__Exercise details__: Please return only the lines from the one holding "state.election = None;" through the one holding "shared.events.error(Error::Renewal(Box::new(err))).await;", exactly as they appear in the records below, both ends included.
++++++
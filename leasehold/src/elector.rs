use crate::{
    config::ElectionConfig,
    events::{self, EventSender, Events},
    identity::{Identity, LeaseKey},
    lease::LeaseClient,
    random::{RandomSource, ThreadRandom},
    schedule::{Scheduler, TaskHandle},
    scripts::ScriptGuard,
    store::Store,
    Error, Result,
};
use futures::future::BoxFuture;
use parking_lot::Mutex;
use std::sync::atomic::{AtomicBool, Ordering};
use std::sync::Arc;
use std::time::Duration;
use tracing::{debug, info, warn};

#[derive(Debug, Clone, Copy, PartialEq, Eq)]
enum Lifecycle {
    Idle,
    Running,
    Stopped,
}

/// Mutable election state, only touched under `Shared::state`.
///
/// At most one election task and one renewal task are pending; a leader
/// only ever has a renewal pending and a candidate only an election.
#[derive(Debug, Default)]
struct ElectionState {
    leading: bool,
    stopped: bool,
    election: Option<TaskHandle>,
    renewal: Option<TaskHandle>,
}

impl ElectionState {
    fn cancel_tasks(&mut self) {
        if let Some(task) = self.election.take() {
            task.cancel();
        }
        if let Some(task) = self.renewal.take() {
            task.cancel();
        }
    }
}

#[derive(Debug)]
struct Shared {
    lease: LeaseClient,
    ttl: Duration,
    wait: Duration,
    jitter: Duration,
    random: Arc<dyn RandomSource>,
    scheduler: Scheduler,
    events: EventSender,
    /// Mirror of `ElectionState::leading` readable without the state lock.
    leading: AtomicBool,
    /// Set when the owning `Elector` is dropped.
    closed: AtomicBool,
    state: tokio::sync::Mutex<ElectionState>,
}

impl Shared {
    fn set_leading(&self, state: &mut ElectionState, leading: bool) {
        state.leading = leading;
        self.leading.store(leading, Ordering::SeqCst);
    }

    fn halted(&self, state: &ElectionState) -> bool {
        state.stopped || self.closed.load(Ordering::SeqCst)
    }

    /// Half the TTL plus a random share of the jitter bound.
    fn renewal_delay(&self) -> Duration {
        let bound = u64::try_from(self.jitter.as_millis()).unwrap_or(u64::MAX);
        let jitter = if bound == 0 {
            Duration::ZERO
        } else {
            Duration::from_millis(self.random.below(bound))
        };
        self.ttl / 2 + jitter
    }

    fn schedule_election(self: &Arc<Self>, state: &mut ElectionState, delay: Duration) {
        if let Some(previous) = state.election.take() {
            previous.cancel();
        }
        debug!(key = %self.lease.key(), ?delay, "scheduling election");
        state.election = Some(self.scheduler.submit(delay, election_task(self.clone())));
    }

    fn schedule_renewal(self: &Arc<Self>, state: &mut ElectionState, delay: Duration) {
        if let Some(previous) = state.renewal.take() {
            previous.cancel();
        }
        debug!(key = %self.lease.key(), ?delay, "scheduling renewal");
        state.renewal = Some(self.scheduler.submit(delay, renewal_task(self.clone())));
    }

    async fn demote(&self, state: &mut ElectionState) {
        if state.leading {
            self.set_leading(state, false);
            info!(key = %self.lease.key(), id = %self.lease.id(), "demoted from leader");
            self.events.demoted().await;
        }
    }

    async fn resign(&self) -> Result<()> {
        let mut state = self.state.lock().await;
        state.cancel_tasks();

        let released = self.lease.release().await?;
        state.stopped = true;
        self.demote(&mut state).await;
        info!(key = %self.lease.key(), released, "resigned from election");
        Ok(())
    }
}

fn election_task(shared: Arc<Shared>) -> BoxFuture<'static, ()> {
    Box::pin(run_election(shared))
}

fn renewal_task(shared: Arc<Shared>) -> BoxFuture<'static, ()> {
    Box::pin(renew(shared))
}

async fn run_election(shared: Arc<Shared>) {
    let mut state = shared.state.lock().await;
    state.election = None;
    if shared.halted(&state) {
        return;
    }

    match shared.lease.acquire(shared.ttl).await {
        Err(err) => {
            warn!(key = %shared.lease.key(), error = %err, "election attempt failed");
            shared.events.error(Error::Election(Box::new(err))).await;
            shared.schedule_election(&mut state, shared.wait);
        }
        Ok(true) => {
            shared.set_leading(&mut state, true);
            info!(key = %shared.lease.key(), id = %shared.lease.id(), "promoted to leader");
            shared.events.promoted().await;
            let delay = shared.renewal_delay();
            shared.schedule_renewal(&mut state, delay);
        }
        Ok(false) => {
            shared.demote(&mut state).await;
            if let Some(task) = state.renewal.take() {
                task.cancel();
            }
            shared.schedule_election(&mut state, shared.wait);
        }
    }
}

async fn renew(shared: Arc<Shared>) {
    let mut state = shared.state.lock().await;
    state.renewal = None;
    if shared.halted(&state) {
        return;
    }

    match shared.lease.renew(shared.ttl).await {
        Err(err) => {
            // Treated as a lost lease: back off like a cold start instead
            // of retrying the renewal.
            warn!(key = %shared.lease.key(), error = %err, "lease renewal failed");
            shared.events.error(Error::Renewal(Box::new(err))).await;
            shared.demote(&mut state).await;
            shared.schedule_election(&mut state, shared.wait);
        }
        Ok(true) => {
            let delay = shared.renewal_delay();
            shared.schedule_renewal(&mut state, delay);
        }
        Ok(false) => {
            shared.demote(&mut state).await;
            shared.schedule_election(&mut state, shared.wait);
        }
    }
}

/// One participant in a named election.
///
/// Single use: once stopped it cannot be started again; build a new one,
/// which also gets a fresh identity.
///
/// ```no_run
/// # async fn demo() -> leasehold::Result<()> {
/// use leasehold::{ElectionConfig, Elector, MemoryStore};
/// use std::{sync::Arc, time::Duration};
///
/// let config = ElectionConfig::new("nightly-report").with_ttl(Duration::from_secs(1));
/// let (elector, mut events) = Elector::new(config, Arc::new(MemoryStore::new()))?;
/// elector.start();
///
/// if let Some(at) = events.promoted.recv().await {
///     println!("leading since {at}");
/// }
/// elector.stop().await?;
/// # Ok(())
/// # }
/// ```
#[derive(Debug)]
pub struct Elector {
    shared: Arc<Shared>,
    lifecycle: Mutex<Lifecycle>,
    resigning: tokio::sync::Mutex<()>,
}

impl Elector {
    /// Builds an elector with the thread-local random source.
    ///
    /// # Errors
    ///
    /// [`Error::InvalidConfig`] for an unusable configuration and
    /// [`Error::NoRuntime`] when called outside a Tokio runtime.
    pub fn new(config: ElectionConfig, store: Arc<dyn Store>) -> Result<(Self, Events)> {
        Self::with_random(config, store, Arc::new(ThreadRandom))
    }

    /// Builds an elector drawing its identity and jitter from `random`.
    ///
    /// # Errors
    ///
    /// See [`Elector::new`].
    pub fn with_random(
        config: ElectionConfig,
        store: Arc<dyn Store>,
        random: Arc<dyn RandomSource>,
    ) -> Result<(Self, Events)> {
        config.validate()?;
        let scheduler = Scheduler::current()?;

        let key = LeaseKey::derive(&config.name);
        let id = Identity::generate(random.as_ref());
        let (sender, events) = events::channel(config.event_capacity);

        let shared = Arc::new(Shared {
            lease: LeaseClient::new(ScriptGuard::new(store), key, id),
            ttl: config.ttl,
            wait: config.wait,
            jitter: config.jitter,
            random,
            scheduler,
            events: sender,
            leading: AtomicBool::new(false),
            closed: AtomicBool::new(false),
            state: tokio::sync::Mutex::new(ElectionState::default()),
        });

        let elector = Self {
            shared,
            lifecycle: Mutex::new(Lifecycle::Idle),
            resigning: tokio::sync::Mutex::new(()),
        };
        Ok((elector, events))
    }

    /// Launches the first election attempt in the background and returns.
    ///
    /// Calling it again, or after [`Elector::stop`], does nothing.
    pub fn start(&self) {
        let mut lifecycle = self.lifecycle.lock();
        if *lifecycle != Lifecycle::Idle {
            return;
        }
        *lifecycle = Lifecycle::Running;

        info!(key = %self.shared.lease.key(), id = %self.shared.lease.id(), "joining election");
        // Submit under the state lock so the first attempt cannot run, and
        // schedule its successor, before its own handle is recorded.
        match self.shared.state.try_lock() {
            Ok(mut state) => {
                self.shared.schedule_election(&mut state, Duration::ZERO);
            }
            Err(_) => {
                warn!(key = %self.shared.lease.key(), "election state busy at start");
                self.shared
                    .scheduler
                    .submit(Duration::ZERO, election_task(self.shared.clone()));
            }
        }
    }

    /// Cancels pending work and releases the lease if this elector holds it.
    ///
    /// A store failure is returned as is; pending work stays cancelled and
    /// `stop` may be called again. Stopping an elector that is not running
    /// succeeds without touching the store.
    ///
    /// # Errors
    ///
    /// The store error raised by the release call.
    pub async fn stop(&self) -> Result<()> {
        let _resigning = self.resigning.lock().await;
        let running = *self.lifecycle.lock() == Lifecycle::Running;
        if !running {
            return Ok(());
        }

        self.shared.resign().await?;
        *self.lifecycle.lock() = Lifecycle::Stopped;
        Ok(())
    }

    pub fn is_leading(&self) -> bool {
        self.shared.leading.load(Ordering::SeqCst)
    }

    pub fn key(&self) -> &LeaseKey {
        self.shared.lease.key()
    }

    pub fn identity(&self) -> &Identity {
        self.shared.lease.id()
    }
}

impl Drop for Elector {
    fn drop(&mut self) {
        self.shared.closed.store(true, Ordering::SeqCst);
        if let Ok(mut state) = self.shared.state.try_lock() {
            state.cancel_tasks();
        }
    }
}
++++++
__Written solution__:
    state.election = None;
    if shared.halted(&state) {
        return;
    }

    match shared.lease.acquire(shared.ttl).await {
        Err(err) => {
            warn!(key = %shared.lease.key(), error = %err, "election attempt failed");
            shared.events.error(Error::Election(Box::new(err))).await;
            shared.schedule_election(&mut state, shared.wait);
        }
        Ok(true) => {
            shared.set_leading(&mut state, true);
            info!(key = %shared.lease.key(), id = %shared.lease.id(), "promoted to leader");
            shared.events.promoted().await;
            let delay = shared.renewal_delay();
            shared.schedule_renewal(&mut state, delay);
        }
        Ok(false) => {
            shared.demote(&mut state).await;
            if let Some(task) = state.renewal.take() {
                task.cancel();
            }
            shared.schedule_election(&mut state, shared.wait);
        }
    }
}

async fn renew(shared: Arc<Shared>) {
    let mut state = shared.state.lock().await;
    state.renewal = None;
    if shared.halted(&state) {
        return;
    }

    match shared.lease.renew(shared.ttl).await {
        Err(err) => {
            // Treated as a lost lease: back off like a cold start instead
            // of retrying the renewal.
            warn!(key = %shared.lease.key(), error = %err, "lease renewal failed");
            shared.events.error(Error::Renewal(Box::new(err))).await;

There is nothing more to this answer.